▶ [Task prompt]: Copy out each line from the material where the word "ProjectId" is found.

*** Opening of Data ***

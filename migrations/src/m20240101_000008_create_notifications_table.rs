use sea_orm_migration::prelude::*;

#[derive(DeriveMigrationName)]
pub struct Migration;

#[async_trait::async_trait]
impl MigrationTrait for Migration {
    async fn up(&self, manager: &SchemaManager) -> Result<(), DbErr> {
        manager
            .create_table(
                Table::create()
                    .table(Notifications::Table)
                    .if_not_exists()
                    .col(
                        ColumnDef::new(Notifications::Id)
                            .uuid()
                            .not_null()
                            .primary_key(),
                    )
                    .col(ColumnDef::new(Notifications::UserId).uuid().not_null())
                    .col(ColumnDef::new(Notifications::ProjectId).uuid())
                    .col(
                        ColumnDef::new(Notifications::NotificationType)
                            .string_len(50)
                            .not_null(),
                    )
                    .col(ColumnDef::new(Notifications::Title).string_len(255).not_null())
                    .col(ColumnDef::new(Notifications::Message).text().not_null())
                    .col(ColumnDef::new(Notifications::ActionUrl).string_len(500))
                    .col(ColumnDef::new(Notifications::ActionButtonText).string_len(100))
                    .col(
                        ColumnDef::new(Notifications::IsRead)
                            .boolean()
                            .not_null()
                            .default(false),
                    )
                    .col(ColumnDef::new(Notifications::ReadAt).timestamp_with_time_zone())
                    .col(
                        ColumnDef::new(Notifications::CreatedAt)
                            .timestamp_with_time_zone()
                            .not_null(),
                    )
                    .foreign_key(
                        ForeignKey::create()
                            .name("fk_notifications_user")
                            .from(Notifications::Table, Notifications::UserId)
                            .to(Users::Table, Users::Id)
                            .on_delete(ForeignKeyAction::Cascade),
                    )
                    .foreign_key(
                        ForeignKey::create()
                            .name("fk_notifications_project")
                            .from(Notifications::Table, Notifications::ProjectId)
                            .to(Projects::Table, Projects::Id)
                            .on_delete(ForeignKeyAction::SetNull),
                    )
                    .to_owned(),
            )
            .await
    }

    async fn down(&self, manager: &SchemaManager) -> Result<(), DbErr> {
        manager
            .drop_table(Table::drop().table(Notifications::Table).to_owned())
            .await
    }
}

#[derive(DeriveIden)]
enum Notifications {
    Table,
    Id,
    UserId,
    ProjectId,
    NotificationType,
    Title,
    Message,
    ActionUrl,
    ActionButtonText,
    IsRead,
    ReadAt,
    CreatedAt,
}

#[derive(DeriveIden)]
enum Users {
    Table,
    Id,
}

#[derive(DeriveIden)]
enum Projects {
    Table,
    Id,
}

*** Close of Data ***
*** Opening of Data ***

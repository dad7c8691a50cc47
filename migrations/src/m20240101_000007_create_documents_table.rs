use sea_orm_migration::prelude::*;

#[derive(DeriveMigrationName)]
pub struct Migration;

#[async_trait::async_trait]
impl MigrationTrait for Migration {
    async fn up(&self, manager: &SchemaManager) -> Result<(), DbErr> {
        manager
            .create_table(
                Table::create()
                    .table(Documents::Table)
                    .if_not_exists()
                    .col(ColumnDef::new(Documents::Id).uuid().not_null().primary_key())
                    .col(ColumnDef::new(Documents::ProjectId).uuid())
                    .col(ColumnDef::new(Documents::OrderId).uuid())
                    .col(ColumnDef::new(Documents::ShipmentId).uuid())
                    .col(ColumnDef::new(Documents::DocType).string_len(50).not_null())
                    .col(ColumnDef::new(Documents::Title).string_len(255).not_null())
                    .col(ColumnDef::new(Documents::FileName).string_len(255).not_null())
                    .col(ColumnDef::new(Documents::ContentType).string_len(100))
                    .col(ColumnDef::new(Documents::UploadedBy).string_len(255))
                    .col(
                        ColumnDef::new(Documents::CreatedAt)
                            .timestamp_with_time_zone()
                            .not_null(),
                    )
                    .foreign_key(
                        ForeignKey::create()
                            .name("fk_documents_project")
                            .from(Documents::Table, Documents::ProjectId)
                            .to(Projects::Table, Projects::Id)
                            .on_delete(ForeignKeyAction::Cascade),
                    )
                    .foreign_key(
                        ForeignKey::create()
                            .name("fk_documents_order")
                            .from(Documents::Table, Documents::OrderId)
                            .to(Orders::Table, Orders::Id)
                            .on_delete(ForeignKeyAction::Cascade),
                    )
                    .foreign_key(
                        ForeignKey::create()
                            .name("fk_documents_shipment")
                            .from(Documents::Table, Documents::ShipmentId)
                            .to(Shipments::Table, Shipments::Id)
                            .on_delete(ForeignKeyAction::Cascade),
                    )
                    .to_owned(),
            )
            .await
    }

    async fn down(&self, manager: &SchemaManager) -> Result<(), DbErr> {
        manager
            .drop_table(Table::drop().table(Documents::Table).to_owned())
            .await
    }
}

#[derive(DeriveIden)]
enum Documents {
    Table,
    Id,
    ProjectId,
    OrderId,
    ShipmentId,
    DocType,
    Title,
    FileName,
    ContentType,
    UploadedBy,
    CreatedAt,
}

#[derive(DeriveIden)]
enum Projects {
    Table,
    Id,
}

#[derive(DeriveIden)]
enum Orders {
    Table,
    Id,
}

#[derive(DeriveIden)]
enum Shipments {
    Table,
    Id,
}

*** Close of Data ***

▶ [Reply]:
                    .col(ColumnDef::new(Notifications::ProjectId).uuid())
                            .from(Notifications::Table, Notifications::ProjectId)
    ProjectId,
                    .col(ColumnDef::new(Documents::ProjectId).uuid())
                            .from(Documents::Table, Documents::ProjectId)
    ProjectId,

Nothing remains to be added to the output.